José Fernández was just a teenager when he etched the number “99” on a mirror inside his home in Tampa. It wasn’t a favorite number. It wasn’t a lucky number. It was the speed he wanted for his fastball.
“When he was starting high school, he wrote that number on the mirror, so as to see it when he got up every morning, and to remind him that every time he combed his hair or looked at himself, that it was the number of miles per hour he wanted to reach on his pitches,” said Ramón Jiménez, José’s father.
“José has always been like that. When he fights for something, he never lets down his guard.”
It is that kind of determination and drive that put Fernández — a 20-year-old who five years ago fled communist Cuba in a speedboat and is now a rookie pitching sensation with the Miami Marlins — in this year’s coveted All-Star Game. Named to the National League squad late Saturday, he’s the youngest Marlin ever to be named to the All-Star team.
“It’s just incredible,” Fernández said on Saturday from St. Louis, where the Marlins are playing the Cardinals. “When they told me, I just started sweating and my hands started getting cold. They still are right now. I was just sitting around and thinking this is just incredible. I’m going to do the best I can.”
It was just a little more than three months ago that he made his pitching debut against the New York Mets. In a few short months, he has become one of the main attractions in an otherwise dismal Marlins season.
The Marlins, under public scrutiny after finishing last in 2012 and releasing valuable and experienced players, are thrilled at having another potential Dontrelle Willis on the mound.
“I look at José and I can’t avoid comparing him to the D-Train. I see it in his look, his confidence, in the joy with which he looks at life,” said Marlins manager Mike Redmond, who caught for Willis in that magical season in 2003 when the team won the World Series and Willis was named National League Rookie of the Year. “Every time he pitches, something almost magical happens, something good is expected and his teammates feel that way. José gives us a big chance of winning.”
On a team with barely 32 wins, the kid from Santa Clara, Cuba, has a 5-4 record and a 2.72 ERA — the best of any rookie and 10th-best in the National League — yet nothing describes his dominance better than these statistics: 94 strikeouts in 92.2 innings.
Beyond the numbers, Fernández goes to the mound with an aggressive attitude. At 6-foot-two-inches, and weighing 240 pounds, he wants to intimidate the batter, from the moment he raises his glove to cover his face to when he delivers the pitch — as if he were going back to the times of a Roger Clemens or a Bob Gibson.

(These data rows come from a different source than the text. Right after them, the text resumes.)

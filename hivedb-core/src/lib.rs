//! HiveDB Core - Multi-Tenant Embedded Storage Layer
//!
//! A storage layer that gives every tenant (project) its own isolated
//! embedded database and keeps those databases healthy:
//!
//! - **TenantDirectory**: one directory per tenant under a common root,
//!   with detection and cleanup of the legacy single-file layout
//! - **ConnectionRegistry**: at most one open handle per tenant, cached
//!   for the process lifetime
//! - **WriteQueue**: strict FIFO serialization of mutating operations per
//!   handle, with wait/process metrics
//! - **HealthMonitor / AutoRepair**: connectivity, schema and integrity
//!   probes plus idempotent remediation (schema re-apply, orphan cleanup,
//!   vacuum)
//! - **DialectTranslator**: canonical (Postgres-flavored) DDL rewritten
//!   into the embedded engine's dialect
//!
//! The embedded engine is SQLite; it provides SQL execution, while this
//! crate provides tenant isolation, write ordering and survivability.

pub mod catalog;
pub mod dialect;
pub mod health;
pub mod queue;
pub mod storage;

mod error;
mod types;

pub use error::{HiveError, Result};
pub use types::*;

/// HiveDB version
pub const VERSION: &str = env!("CARGO_PKG_VERSION");

/// Default configuration values
pub mod config {
    /// Shared catalog database file name at the storage root
    pub const CATALOG_FILE: &str = "catalog.db";

    /// Store file name inside a tenant's directory
    pub const TENANT_FILE: &str = "tenant.db";

    /// Sentinel tenant id used for the shared catalog handle
    pub const CATALOG_TENANT_ID: &str = "_catalog";

    /// File name prefix of the legacy single-file-per-tenant layout
    pub const LEGACY_PREFIX: &str = "tenant_";

    /// Busy timeout applied to every connection (milliseconds)
    pub const BUSY_TIMEOUT_MS: u64 = 5_000;
}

“At home we used to tell him that he was a big child, but the truth is that José has always behaved as an older person and his maturity startled us,” said Jiménez, who took on the role of a father when José was only 3 months old and has remained at his side ever since. “Since the first time I had him in my arms, I felt something special for the kid. Now I see him pitching, wearing the Marlins uniform and I’m so proud, because the road to get here has not been easy for him or me.”